#![allow(dead_code)]

//! In-process WebDAV server speaking TUS and the legacy chunking protocol.

use axum::body::{Body, Bytes};
use axum::extract::State;
use axum::http::{HeaderMap, Method, StatusCode, Uri};
use axum::response::Response;
use axum::Router;
use base64::engine::general_purpose::STANDARD;
use base64::Engine;
use camino::{Utf8Path, Utf8PathBuf};
use std::collections::{BTreeMap, HashMap, HashSet};
use std::net::SocketAddr;
use std::sync::{Arc, Mutex, MutexGuard};
use std::time::Duration;
use stratus_infra::net::default_http_client;
use stratus_infra::{ReqwestTransferClient, TransferClient};
use stratus_pipeline::{DavEndpoints, TransferOptions};
use tracing_subscriber::EnvFilter;

pub const DEFAULT_EXTENSIONS: &str = "creation,termination,expiration";

pub struct Session {
    pub collection: String,
    pub filename: String,
    pub length: u64,
    pub data: Vec<u8>,
}

pub struct DavState {
    pub tus_enabled: bool,
    pub extensions: String,
    pub files: HashMap<String, Vec<u8>>,
    pub sessions: HashMap<u32, Session>,
    pub staging: HashMap<String, BTreeMap<String, Vec<u8>>>,
    pub next_session: u32,
    pub patch_calls: u32,
    /// 1-based PATCH calls answered with 500.
    pub fail_patch_calls: HashSet<u32>,
    /// Every PATCH from this call on is answered with 503.
    pub fail_patches_from: Option<u32>,
    /// The session is dropped and this PATCH call answered with 404.
    pub expire_on_patch_call: Option<u32>,
    pub create_status: Option<StatusCode>,
    /// Advertised `Tus-Max-Chunk-Size`; larger PATCH bodies get 413.
    pub max_chunk_size: Option<usize>,
    /// PATCH is blocked; chunks must arrive as POST with a method override.
    pub patch_via_post: bool,
    pub required_auth: Option<String>,
    pub requests: Vec<(Method, String)>,
}

impl Default for DavState {
    fn default() -> Self {
        Self {
            tus_enabled: true,
            extensions: DEFAULT_EXTENSIONS.to_string(),
            files: HashMap::new(),
            sessions: HashMap::new(),
            staging: HashMap::new(),
            next_session: 0,
            patch_calls: 0,
            fail_patch_calls: HashSet::new(),
            fail_patches_from: None,
            expire_on_patch_call: None,
            create_status: None,
            max_chunk_size: None,
            patch_via_post: false,
            required_auth: None,
            requests: Vec::new(),
        }
    }
}

impl DavState {
    pub fn count(&self, method: &str) -> usize {
        self.requests
            .iter()
            .filter(|(m, _)| m.as_str() == method)
            .count()
    }

    fn patch_fails(&self, call: u32) -> Option<StatusCode> {
        if self.fail_patch_calls.contains(&call) {
            return Some(StatusCode::INTERNAL_SERVER_ERROR);
        }
        match self.fail_patches_from {
            Some(from) if call >= from => Some(StatusCode::SERVICE_UNAVAILABLE),
            _ => None,
        }
    }
}

type Shared = Arc<Mutex<DavState>>;

fn etag_of(data: &[u8]) -> String {
    format!("\"{:x}\"", md5::compute(data))
}

fn header<'a>(headers: &'a HeaderMap, name: &str) -> Option<&'a str> {
    headers.get(name).and_then(|v| v.to_str().ok())
}

fn reply(status: StatusCode, headers: &[(&str, String)], body: Vec<u8>) -> Response {
    let mut builder = Response::builder().status(status);
    for (name, value) in headers {
        builder = builder.header(*name, value.as_str());
    }
    builder
        .body(Body::from(body))
        .unwrap_or_else(|_| Response::new(Body::empty()))
}

fn status(status: StatusCode) -> Response {
    reply(status, &[], Vec::new())
}

fn metadata_filename(metadata: &str) -> String {
    metadata
        .split(',')
        .filter_map(|pair| pair.trim().split_once(' '))
        .find(|(key, _)| *key == "filename")
        .and_then(|(_, value)| STANDARD.decode(value).ok())
        .and_then(|raw| String::from_utf8(raw).ok())
        .unwrap_or_default()
}

fn session_id(path: &str) -> Option<u32> {
    path.strip_prefix("/tus/")?.parse().ok()
}

fn parent_of(path: &str) -> &str {
    path.rsplit_once('/').map_or("", |(parent, _)| parent)
}

async fn dispatch(
    State(state): State<Shared>,
    method: Method,
    uri: Uri,
    headers: HeaderMap,
    body: Bytes,
) -> Response {
    let path = uri.path().to_string();
    let mut dav = state.lock().unwrap();
    dav.requests.push((method.clone(), path.clone()));

    if let Some(required) = &dav.required_auth {
        if header(&headers, "authorization") != Some(required.as_str()) {
            return status(StatusCode::UNAUTHORIZED);
        }
    }

    let overridden = header(&headers, "x-http-method-override")
        .filter(|_| method == Method::POST)
        .and_then(|m| Method::from_bytes(m.as_bytes()).ok());
    let method = match overridden {
        Some(m) => m,
        None if method == Method::PATCH && dav.patch_via_post => {
            return status(StatusCode::METHOD_NOT_ALLOWED);
        }
        None => method,
    };

    match method.as_str() {
        "OPTIONS" => {
            if !dav.tus_enabled {
                return status(StatusCode::OK);
            }
            let mut advertised = vec![
                ("Tus-Resumable", "1.0.0".to_string()),
                ("Tus-Version", "1.0.0".into()),
                ("Tus-Extension", dav.extensions.clone()),
                ("Tus-Max-Size", "1073741824".into()),
            ];
            if let Some(max) = dav.max_chunk_size {
                advertised.push(("Tus-Max-Chunk-Size", max.to_string()));
            }
            if dav.patch_via_post {
                advertised.push(("Allow", "OPTIONS, HEAD, POST, DELETE".into()));
            }
            reply(StatusCode::NO_CONTENT, &advertised, Vec::new())
        }
        "POST" => {
            if let Some(code) = dav.create_status {
                return status(code);
            }
            let Some(length) = header(&headers, "upload-length").and_then(|v| v.parse().ok())
            else {
                return status(StatusCode::BAD_REQUEST);
            };
            dav.next_session += 1;
            let id = dav.next_session;
            let filename = metadata_filename(header(&headers, "upload-metadata").unwrap_or(""));
            let data = body.to_vec();
            let offset = data.len();
            dav.sessions.insert(
                id,
                Session {
                    collection: path.trim_end_matches('/').to_string(),
                    filename,
                    length,
                    data,
                },
            );
            reply(
                StatusCode::CREATED,
                &[
                    ("Location", format!("/tus/{id}")),
                    ("Upload-Offset", offset.to_string()),
                    ("Tus-Resumable", "1.0.0".into()),
                ],
                Vec::new(),
            )
        }
        "HEAD" => {
            if let Some(id) = session_id(&path) {
                return match dav.sessions.get(&id) {
                    Some(s) => reply(
                        StatusCode::OK,
                        &[
                            ("Upload-Offset", s.data.len().to_string()),
                            ("Upload-Length", s.length.to_string()),
                            ("Cache-Control", "no-store".into()),
                        ],
                        Vec::new(),
                    ),
                    None => status(StatusCode::NOT_FOUND),
                };
            }
            match dav.files.get(&path) {
                Some(data) => reply(
                    StatusCode::OK,
                    &[
                        ("ETag", etag_of(data)),
                        ("Content-Length", data.len().to_string()),
                    ],
                    Vec::new(),
                ),
                None => status(StatusCode::NOT_FOUND),
            }
        }
        "PATCH" => {
            dav.patch_calls += 1;
            if let Some(code) = dav.patch_fails(dav.patch_calls) {
                return status(code);
            }
            let Some(id) = session_id(&path) else {
                return status(StatusCode::NOT_FOUND);
            };
            if dav.max_chunk_size.is_some_and(|max| body.len() > max) {
                return status(StatusCode::PAYLOAD_TOO_LARGE);
            }
            if dav.expire_on_patch_call == Some(dav.patch_calls) {
                dav.sessions.remove(&id);
                return status(StatusCode::NOT_FOUND);
            }
            let offset: Option<usize> = header(&headers, "upload-offset").and_then(|v| v.parse().ok());
            let Some(session) = dav.sessions.get_mut(&id) else {
                return status(StatusCode::NOT_FOUND);
            };
            if offset != Some(session.data.len()) {
                return status(StatusCode::CONFLICT);
            }
            session.data.extend_from_slice(&body);
            let new_offset = session.data.len();
            let complete = new_offset as u64 == session.length;
            let target = format!("{}/{}", session.collection, session.filename);
            let data = session.data.clone();
            let mut extra = vec![("Upload-Offset", new_offset.to_string())];
            if complete {
                extra.push(("OC-ETag", etag_of(&data)));
                dav.files.insert(target, data);
            }
            reply(StatusCode::NO_CONTENT, &extra, Vec::new())
        }
        "DELETE" => match session_id(&path).and_then(|id| dav.sessions.remove(&id)) {
            Some(_) => status(StatusCode::NO_CONTENT),
            None => status(StatusCode::NOT_FOUND),
        },
        "MKCOL" => {
            dav.staging.insert(path, BTreeMap::new());
            status(StatusCode::CREATED)
        }
        "PUT" => {
            let parent = parent_of(&path).to_string();
            if let Some(chunks) = dav.staging.get_mut(&parent) {
                let name = path[parent.len() + 1..].to_string();
                chunks.insert(name, body.to_vec());
                return status(StatusCode::CREATED);
            }
            if let (Some(expected), Some(existing)) = (header(&headers, "if-match"), dav.files.get(&path)) {
                if expected != etag_of(existing) {
                    return status(StatusCode::PRECONDITION_FAILED);
                }
            }
            let data = body.to_vec();
            let etag = etag_of(&data);
            dav.files.insert(path, data);
            reply(StatusCode::CREATED, &[("ETag", etag)], Vec::new())
        }
        "MOVE" => {
            let Some(staging) = path.strip_suffix("/.file").map(str::to_string) else {
                return status(StatusCode::BAD_REQUEST);
            };
            let Some(target) = header(&headers, "destination")
                .and_then(|d| reqwest::Url::parse(d).ok())
                .map(|u| u.path().to_string())
            else {
                return status(StatusCode::BAD_REQUEST);
            };
            let Some(chunks) = dav.staging.remove(&staging) else {
                return status(StatusCode::NOT_FOUND);
            };
            let data: Vec<u8> = chunks.into_values().flatten().collect();
            let declared = header(&headers, "oc-total-length").and_then(|v| v.parse::<usize>().ok());
            if declared.is_some_and(|len| len != data.len()) {
                return status(StatusCode::BAD_REQUEST);
            }
            let etag = etag_of(&data);
            dav.files.insert(target, data);
            reply(StatusCode::CREATED, &[("OC-ETag", etag)], Vec::new())
        }
        "GET" => match dav.files.get(&path) {
            Some(data) => reply(StatusCode::OK, &[("ETag", etag_of(data))], data.clone()),
            None => status(StatusCode::NOT_FOUND),
        },
        _ => status(StatusCode::METHOD_NOT_ALLOWED),
    }
}

pub struct DavServer {
    pub addr: SocketAddr,
    state: Shared,
    handle: tokio::task::JoinHandle<()>,
}

impl DavServer {
    pub async fn start() -> Self {
        Self::with_state(DavState::default()).await
    }

    pub async fn with_state(state: DavState) -> Self {
        init_tracing();
        let state: Shared = Arc::new(Mutex::new(state));
        let app = Router::new().fallback(dispatch).with_state(Arc::clone(&state));
        let listener = tokio::net::TcpListener::bind("127.0.0.1:0").await.unwrap();
        let addr = listener.local_addr().unwrap();
        let handle = tokio::spawn(async move {
            axum::serve(listener, app).await.unwrap();
        });
        Self { addr, state, handle }
    }

    pub fn state(&self) -> MutexGuard<'_, DavState> {
        self.state.lock().unwrap()
    }

    pub fn endpoints(&self) -> DavEndpoints {
        DavEndpoints::for_user(&format!("http://{}", self.addr), "alice").unwrap()
    }

    pub fn client(&self, authorization: Option<&str>) -> Arc<dyn TransferClient> {
        Arc::new(ReqwestTransferClient::new(
            default_http_client(authorization).unwrap(),
        ))
    }

    /// Server-side path of a file in alice's home.
    pub fn file_path(remote_path: &str) -> String {
        format!("/remote.php/dav/files/alice{remote_path}")
    }

    pub fn file(&self, remote_path: &str) -> Option<Vec<u8>> {
        self.state().files.get(&Self::file_path(remote_path)).cloned()
    }

    pub fn seed_file(&self, remote_path: &str, data: &[u8]) {
        self.state()
            .files
            .insert(Self::file_path(remote_path), data.to_vec());
    }
}

impl Drop for DavServer {
    fn drop(&mut self) {
        self.handle.abort();
    }
}

/// `RUST_LOG=stratus_pipeline=debug cargo test` shows the protocol exchange.
fn init_tracing() {
    let _ = tracing_subscriber::fmt()
        .with_env_filter(EnvFilter::from_default_env())
        .with_test_writer()
        .try_init();
}

/// Small chunks and millisecond backoffs.
pub fn fast_options() -> TransferOptions {
    TransferOptions {
        chunk_threshold: 16,
        tus_chunk_size: 10,
        legacy_chunk_size: 10,
        max_patch_retries: 3,
        backoff_base: Duration::from_millis(1),
        backoff_max: Duration::from_millis(4),
        scheduler_backoff_base: Duration::from_millis(1),
        scheduler_backoff_max: Duration::from_millis(4),
        ..TransferOptions::default()
    }
}

pub fn write_source(dir: &Utf8Path, name: &str, content: &[u8]) -> Utf8PathBuf {
    let path = dir.join(name);
    std::fs::write(&path, content).unwrap();
    path
}

pub fn utf8_tempdir() -> (tempfile::TempDir, Utf8PathBuf) {
    let dir = tempfile::tempdir().unwrap();
    let root = Utf8PathBuf::from_path_buf(dir.path().to_path_buf()).unwrap();
    (dir, root)
}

**EXERCISE DESCRIPTION:** Beginning at the line that contains "the protocol exchange.", reproduce every line down to the last line of the entries above, exactly and only those.

**RESPONSE TO THIS TASK:**
/// `RUST_LOG=stratus_pipeline=debug cargo test` shows the protocol exchange.
fn init_tracing() {
    let _ = tracing_subscriber::fmt()
        .with_env_filter(EnvFilter::from_default_env())
        .with_test_writer()
        .try_init();
}

/// Small chunks and millisecond backoffs.
pub fn fast_options() -> TransferOptions {
    TransferOptions {
        chunk_threshold: 16,
        tus_chunk_size: 10,
        legacy_chunk_size: 10,
        max_patch_retries: 3,
        backoff_base: Duration::from_millis(1),
        backoff_max: Duration::from_millis(4),
        scheduler_backoff_base: Duration::from_millis(1),
        scheduler_backoff_max: Duration::from_millis(4),
        ..TransferOptions::default()
    }
}

pub fn write_source(dir: &Utf8Path, name: &str, content: &[u8]) -> Utf8PathBuf {
    let path = dir.join(name);
    std::fs::write(&path, content).unwrap();
    path
}

pub fn utf8_tempdir() -> (tempfile::TempDir, Utf8PathBuf) {
    let dir = tempfile::tempdir().unwrap();
    let root = Utf8PathBuf::from_path_buf(dir.path().to_path_buf()).unwrap();
    (dir, root)
}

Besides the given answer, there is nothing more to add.